DNA Double Helix Structure
The DNA double helix is the molecular basis of heredity. Its structure — discovered by Watson and Crick in 1953 using X-ray diffraction data from Franklin and Wilkins — explains how genetic information is stored, copied, and expressed. The 13 structures shown are central to AP Biology Units 3 and 6 (Gene Expression and Genetics).
Sugar-Phosphate Backbone
The outer rails of the twisted-ladder structure — alternating deoxyribose sugars and phosphate groups linked by covalent phosphodiester bonds. Two antiparallel backbones spiral around each other; the backbones are hydrophilic and face the aqueous environment.
Deoxyribose Sugar
A 5-carbon pentose sugar at the core of each nucleotide. Deoxyribose lacks the 2′-hydroxyl group present in ribose (RNA's sugar), making DNA more chemically stable. Each sugar connects to one phosphate group and one nitrogenous base.
Phosphate Group
A negatively charged phosphate ion (\(\ce{PO4^3-}\)) that bridges adjacent sugars via phosphodiester bonds. The negative charge gives the DNA backbone its overall negative charge, enabling binding to positively charged histone proteins and migration toward the positive pole in gel electrophoresis.
Nitrogenous Base
A nitrogen-containing ring compound that projects inward from each sugar toward the helix axis. Bases pair with complementary bases on the opposite strand via hydrogen bonds. Purines (A, G) have two fused rings; pyrimidines (T, C) have one ring. Base stacking between adjacent pairs contributes significantly to helix stability.
Adenine (A)
A purine base that pairs with Thymine via 2 hydrogen bonds (A=T). Adenine is found in both DNA and RNA (where it pairs with Uracil). It is also the core of ATP and NAD⁺, making it central to energy metabolism.
Thymine (T)
A pyrimidine base found only in DNA (not RNA). Thymine pairs with Adenine via 2 hydrogen bonds. RNA uses Uracil (U) in place of Thymine. The methyl group on Thymine that distinguishes it from Uracil provides an additional level of DNA stability.
Guanine (G)
A purine base that pairs with Cytosine via 3 hydrogen bonds (G≡C). The extra hydrogen bond makes G-C-rich DNA regions more resistant to thermal denaturation. Guanine is present in both DNA and RNA.
Cytosine (C)
A pyrimidine base that pairs with Guanine via 3 hydrogen bonds.
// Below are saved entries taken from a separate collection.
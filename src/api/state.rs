use std::sync::Arc;

use tokio::sync::Mutex;

use crate::config::AnalysisConfig;
use crate::storage::Pool;

#[derive(Clone)]
pub struct AppState {
    pub pool: Pool,
    pub config: Arc<AnalysisConfig>,
    /// Held for the whole append-and-analyze step of an ingest, so the
    /// newest stored run always covers every stored event.
    pub ingest_lock: Arc<Mutex<()>>,
}

impl AppState {
    pub fn new(pool: Pool, config: AnalysisConfig) -> Self {
        Self {
            pool,
            config: Arc::new(config),
            ingest_lock: Arc::new(Mutex::new(())),
        }
    }
}
use crate::config::AnomalyConfig;
use crate::detect::stats::Samples;
use crate::detect::{deviation_percent, AnomalyResult, CheckStatus, DetectError, Direction, Threshold};
use crate::reconstruct::{Activity, ActivityKey};
use serde::{Deserialize, Serialize};
use std::collections::BTreeMap;
use tracing::{debug, info};

/// IQR bounds and moments of one (activity, resource) population.
#[derive(Debug, Clone)]
pub struct ActivityBaseline {
    pub q1: f64,
    pub q3: f64,
    pub lower_bound: f64,
    pub upper_bound: f64,
    pub mean: f64,
    pub std_dev: f64,
    pub sample_count: usize,
    samples: Samples,
    min_samples: usize,
}

impl ActivityBaseline {
    /// Build bounds from positive durations. Non-positive or unknown durations
    /// are not comparison samples.
    pub fn from_durations(
        durations: impl IntoIterator<Item = f64>,
        cfg: &AnomalyConfig,
    ) -> Result<Self, DetectError> {
        let samples = Samples::new(durations.into_iter().filter(|d| *d > 0.0).collect());
        if samples.len() < cfg.min_comparison_samples {
            return Err(DetectError::InsufficientBaseline {
                needed: cfg.min_comparison_samples,
                have: samples.len(),
            });
        }
        let (q1, q3) = samples.quartiles().ok_or(DetectError::InsufficientBaseline {
            needed: cfg.min_comparison_samples,
            have: 0,
        })?;
        let iqr = q3 - q1;
        Ok(Self {
            q1,
            q3,
            lower_bound: q1 - cfg.iqr_multiplier * iqr,
            upper_bound: q3 + cfg.iqr_multiplier * iqr,
            mean: samples.mean(),
            std_dev: samples.std_dev(),
            sample_count: samples.len(),
            samples,
            min_samples: cfg.min_comparison_samples,
        })
    }

    /// Judge one duration against the bounds.
    pub fn evaluate(&self, duration: Option<f64>) -> AnomalyResult {
        let Some(actual) = duration.filter(|d| *d > 0.0) else {
            return AnomalyResult::no_duration();
        };

        let direction = if actual > self.upper_bound {
            Direction::Above
        } else if actual < self.lower_bound {
            Direction::Below
        } else {
            return AnomalyResult {
                status: CheckStatus::Normal,
                is_anomaly: false,
                score: 0.0,
                reason: format!(
                    "duration {:.1}s within expected range [{:.1}s, {:.1}s]",
                    actual, self.lower_bound, self.upper_bound
                ),
                threshold: None,
            };
        };

        let z = match self.samples.z_score(actual, self.min_samples) {
            Ok(z) => z,
            Err(DetectError::InsufficientBaseline { needed, have }) => {
                return AnomalyResult::insufficient_data(needed, have);
            }
        };
        let deviation = deviation_percent(actual, self.mean);
        let reason = match direction {
            Direction::Above => format!(
                "duration {:.1}s is {:.1}% above the expected {:.1}s (upper bound {:.1}s, z={:.2})",
                actual,
                deviation.abs(),
                self.mean,
                self.upper_bound,
                z
            ),
            Direction::Below => format!(
                "duration {:.1}s is {:.1}% below the expected {:.1}s (lower bound {:.1}s, z={:.2})",
                actual,
                deviation.abs(),
                self.mean,
                self.lower_bound,
                z
            ),
        };

        AnomalyResult {
            status: CheckStatus::Anomalous,
            is_anomaly: true,
            score: z.abs(),
            reason,
            threshold: Some(Threshold {
                expected: self.mean,
                actual,
                deviation_percent: deviation,
                direction,
                lower_bound: self.lower_bound,
                upper_bound: self.upper_bound,
            }),
        }
    }
}

/// Check one activity against a comparison population.
///
/// Population entries for a different activity name or resource are ignored.
pub fn check_activity(subject: &Activity, population: &[Activity], cfg: &AnomalyConfig) -> AnomalyResult {
    let peers = population
        .iter()
        .filter(|a| a.activity == subject.activity && a.resource == subject.resource)
        .filter_map(Activity::positive_duration);
    match ActivityBaseline::from_durations(peers, cfg) {
        Ok(baseline) => baseline.evaluate(subject.actual_duration_seconds),
        Err(DetectError::InsufficientBaseline { needed, have }) => {
            AnomalyResult::insufficient_data(needed, have)
        }
    }
}

/// A flagged activity.
#[derive(Debug, Clone, Serialize, Deserialize)]
pub struct ActivityFinding {
    pub key: ActivityKey,
    pub resource: String,
    pub result: AnomalyResult,
}

#[derive(Debug, Clone, Default, Serialize, Deserialize)]
pub struct AnomalyReport {
    pub checked: usize,
    pub anomalous: usize,
    pub insufficient_data: usize,
    pub no_duration: usize,
    /// Anomalous activities, highest score first.
    pub findings: Vec<ActivityFinding>,
}

/// Flag outliers across an activity set, grouping peers by (activity, resource).
///
/// Sets `is_anomaly`/`anomaly_score` on every activity; non-anomalous ones are
/// reset to false/0.
pub fn detect_anomalies(activities: &mut [Activity], cfg: &AnomalyConfig) -> AnomalyReport {
    let mut groups: BTreeMap<(String, String), Vec<usize>> = BTreeMap::new();
    for (i, a) in activities.iter().enumerate() {
        groups
            .entry((a.activity.clone(), a.resource.clone()))
            .or_default()
            .push(i);
    }

    let mut report = AnomalyReport::default();
    for ((activity, resource), members) in groups {
        let baseline = ActivityBaseline::from_durations(
            members.iter().filter_map(|&i| activities[i].positive_duration()),
            cfg,
        );
        if let Ok(b) = &baseline {
            debug!(%activity, %resource, q1 = b.q1, q3 = b.q3, samples = b.sample_count, "activity baseline");
        }

        for i in members {
            let result = match &baseline {
                Ok(b) => b.evaluate(activities[i].actual_duration_seconds),
                Err(DetectError::InsufficientBaseline { needed, have }) => {
                    AnomalyResult::insufficient_data(*needed, *have)
                }
            };
            report.checked += 1;
            match result.status {
                CheckStatus::Anomalous => report.anomalous += 1,
                CheckStatus::InsufficientData => report.insufficient_data += 1,
                CheckStatus::NoDuration => report.no_duration += 1,
                CheckStatus::Normal => {}
            }

            let a = &mut activities[i];
            a.is_anomaly = result.is_anomaly;
            a.anomaly_score = result.score;
            if result.is_anomaly {
                report.findings.push(ActivityFinding {
                    key: a.key(),
                    resource: a.resource.clone(),
                    result,
                });
            }
        }
    }

    report.findings.sort_by(|x, y| {
        y.result
            .score
            .total_cmp(&x.result.score)
            .then_with(|| x.key.cmp(&y.key))
    });
    info!(
        checked = report.checked,
        anomalous = report.anomalous,
        insufficient = report.insufficient_data,
        "anomaly detection complete"
    );
    report
}

#[cfg(test)]
mod tests {
    use super::*;
    use crate::reconstruct::{ActivityStatus, Discriminator};

    fn activity(case: &str, duration: Option<f64>) -> Activity {
        Activity {
            case_id: case.into(),
            activity: "punch".into(),
            instance: Discriminator::Derived(0),
            resource: "/pm/punch_gill".into(),
            scheduled_at: None,
            started_at: None,
            completed_at: None,
            planned_duration_seconds: None,
            actual_duration_seconds: duration,
            status: ActivityStatus::Success,
            failure_description: None,
            is_anomaly: false,
            anomaly_score: 0.0,
        }
    }

    fn population() -> Vec<Activity> {
        let mut pop: Vec<Activity> = (0..20)
            .map(|i| activity(&format!("c{i}"), Some(10.0 + i as f64 * 10.0 / 19.0)))
            .collect();
        pop.push(activity("outlier", Some(1000.0)));
        pop
    }

    #[test]
    fn test_iqr_flags_only_outlier() {
        let cfg = AnomalyConfig::default();
        let pop = population();
        for a in &pop[..20] {
            let r = check_activity(a, &pop, &cfg);
            assert_eq!(r.status, CheckStatus::Normal, "{}", r.reason);
        }
        let r = check_activity(&pop[20], &pop, &cfg);
        assert!(r.is_anomaly);
        assert!(r.score > 3.0);
        assert!(r.reason.contains("above"));
        let t = r.threshold.unwrap();
        assert_eq!(t.direction, Direction::Above);
        assert_eq!(t.actual, 1000.0);
    }

    #[test]
    fn test_score_is_population_z_score() {
        let cfg = AnomalyConfig::default();
        let durations: Vec<f64> = (0..10).map(|i| 100.0 + i as f64).chain([400.0]).collect();
        let baseline = ActivityBaseline::from_durations(durations.clone(), &cfg).unwrap();
        let r = baseline.evaluate(Some(400.0));
        assert!(r.is_anomaly);
        let expected = Samples::new(durations).z_score(400.0, 1).unwrap();
        assert!((r.score - expected).abs() < 1e-12);
        assert!(r.reason.contains(&format!("z={expected:.2}")));
    }

    #[test]
    fn test_low_outlier_reports_below() {
        let cfg = AnomalyConfig::default();
        let mut pop: Vec<Activity> = (0..10).map(|i| activity(&format!("c{i}"), Some(100.0 + i as f64))).collect();
        pop.push(activity("fast", Some(1.0)));
        let r = check_activity(&pop[10], &pop, &cfg);
        assert!(r.is_anomaly);
        assert!(r.reason.contains("below"));
        assert!(r.threshold.unwrap().deviation_percent < 0.0);
    }

    #[test]
    fn test_insufficient_data() {
        let cfg = AnomalyConfig::default();
        let mut pop: Vec<Activity> = (0..4).map(|i| activity(&format!("c{i}"), Some(10.0))).collect();
        // Zero and unknown durations are not comparison samples.
        pop.push(activity("zero", Some(0.0)));
        pop.push(activity("none", None));
        let r = check_activity(&pop[0], &pop, &cfg);
        assert_eq!(r.status, CheckStatus::InsufficientData);
        assert!(!r.is_anomaly);
        assert!(r.reason.contains("need 5"));
    }

    #[test]
    fn test_other_resources_are_not_peers() {
        let cfg = AnomalyConfig::default();
        let mut pop = population();
        for a in pop.iter_mut().take(18) {
            a.resource = "/pm/other".into();
        }
        let r = check_activity(&pop[20], &pop, &cfg);
        assert_eq!(r.status, CheckStatus::InsufficientData);
    }

    #[test]
    fn test_detect_anomalies_annotates_in_place() {
        let cfg = AnomalyConfig::default();
        let mut acts = population();
        acts.push(activity("unknown", None));
        let report = detect_anomalies(&mut acts, &cfg);
        assert_eq!(report.checked, 22);
        assert_eq!(report.anomalous, 1);
        assert_eq!(report.no_duration, 1);
        assert_eq!(report.findings[0].key.case_id, "outlier");
        assert!(acts[20].is_anomaly);
        assert!(acts[20].anomaly_score > 0.0);
        assert!(acts[..20].iter().all(|a| !a.is_anomaly && a.anomaly_score == 0.0));
    }
}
Cytosine can be methylated (5-methylcytosine) at CpG dinucleotides — a key epigenetic modification that typically silences gene expression without altering the DNA sequence.
Hydrogen Bonds
Noncovalent attractions between complementary bases: 2 for A-T pairs, 3 for G-C pairs. Individually weak, but collectively the thousands of hydrogen bonds along a DNA molecule provide stability while still allowing strand separation by helicase during replication and by RNA polymerase during transcription.
Major Groove
The wider (~22 Å) gap that spirals along the outside of the helix. The major groove exposes the edges of base pairs, enabling transcription factors, repressors, and other regulatory proteins to recognize specific DNA sequences without unwinding the helix — the structural basis of gene regulation.
Minor Groove
The narrower (~12 Å) gap alternating with the major groove. Less accessible for sequence-specific protein binding, but targeted by certain antibiotics and DNA-staining dyes (e.g., Hoechst 33258). Some structural proteins bind in the minor groove.
3′ End
The strand terminus bearing a free 3′ hydroxyl (-OH) group on the deoxyribose. DNA polymerase adds new nucleotides exclusively to the 3′-OH, meaning synthesis always proceeds 5′→3′. The 3′ end is the growing tip of the new strand during replication.
5′ End
The strand terminus bearing a free 5′ phosphate group. DNA and RNA sequences are written 5′→3′ by convention. In mRNA, the 5′ end receives the 5′ cap that stabilizes the transcript and facilitates ribosome binding during translation.